There's already a bevy of medical-related apps on the market, helping patients manage weight and drug regimens. But the next generation of mobile medicine veers into medical device territory, meaning apps will need FDA OK before hitting the marketplace.

For some mobile developers, the costly and protracted process of getting FDA clearance is worth it, The New York Times reports. MobiSante, which markets a smartphone-based ultrasound system, willfully went through the FDA after considering selling its product solely overseas. The investment benefits of clearing the toughest regulatory agency in the world outweigh the attendant costs, co-founder Sailesh Chutani told the Times, and the company got FDA approval last year.

And MobiSante is hardly alone.
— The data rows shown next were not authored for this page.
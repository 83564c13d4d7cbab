//! The consumer worker: one dedicated subscription and its receive loop.

use std::sync::Arc;

use tokio::sync::broadcast;
use tracing::{debug, info, warn};

use fanlog_bus::{ChannelMessage, MessageBus, Subscription};
use fanlog_common::{ConsumerId, Message};

use crate::error::Result;
use crate::processor::MessageProcessor;

/// One pool slot. Holds its own subscription for its whole lifetime and
/// processes messages strictly one at a time.
///
/// Every worker receives its own copy of each published message, so a pool
/// of N workers persists N entries per publish. That duplication is the
/// intended fan-out behavior.
pub struct ConsumerWorker {
    id: ConsumerId,
    channel: String,
    subscription: Subscription,
    processor: MessageProcessor,
}

impl ConsumerWorker {
    /// Opens the worker's subscription. A worker that cannot subscribe never
    /// enters the pool; the caller treats this as a startup failure.
    pub async fn subscribe(
        id: ConsumerId,
        channel: &str,
        bus: Arc<dyn MessageBus>,
        processor: MessageProcessor,
    ) -> Result<Self> {
        let subscription = bus.subscribe(channel).await?;
        info!(consumer = %id, channel = %channel, "Worker subscribed");
        Ok(Self {
            id,
            channel: channel.to_string(),
            subscription,
            processor,
        })
    }

    pub fn id(&self) -> &ConsumerId {
        &self.id
    }

    /// Receive loop. Runs until the subscription closes or shutdown is
    /// signalled. Shutdown races only the receipt of the next message; a
    /// message already being processed always runs to completion.
    pub async fn run(mut self, mut shutdown_rx: broadcast::Receiver<()>) {
        loop {
            tokio::select! {
                received = self.subscription.next() => {
                    match received {
                        Some(message) => self.handle(message).await,
                        None => {
                            warn!(consumer = %self.id, "Subscription closed, worker stopping");
                            break;
                        }
                    }
                }
                _ = shutdown_rx.recv() => {
                    info!(consumer = %self.id, "Worker shutting down");
                    break;
                }
            }
        }
    }

    async fn handle(&self, received: ChannelMessage) {
        if received.channel != self.channel {
            debug!(
                consumer = %self.id,
                channel = %received.channel,
                "Ignoring message from unexpected channel"
            );
            return;
        }

        let message = Message::from_payload(received.payload);
        // a failed message is dropped for this worker only, the loop goes on
        if let Err(e) = self.processor.process(message, &self.id).await {
            warn!(consumer = %self.id, error = %e, "Processing failed, message dropped");
        }
    }
}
App makers have expanded their ambitions from simple programs to those that take the role of medical devices. For instance, WellDoc markets an FDA-cleared diabetes management app that collects health data, and Akili Interactive is developing a video game to treat ADHD.

The developers foresee a future in which doctors will prescribe FDA-approved apps to treat patients, and Happtique, a subsidiary of the Greater New York Hospital Association, created a system that allows doctors to vet therapeutic apps and prescribe them to patients, the Times reports. Launching this week, Happtique evaluates available apps and, after prescription, can track whether a patients have download their apps and remind those who haven't.

All of this comes in a relative vacuum of input from the FDA. Thus far, the agency has maintained that it will only vet apps that perform device-like functions, such as making diagnostic determinations or treating ailments. The FDA has yet to release its full guidance on the regulation of mobile apps and will not go after the many available downloads that make untested medicinal claims until its rules are in place, an agency policy analyst told the Times.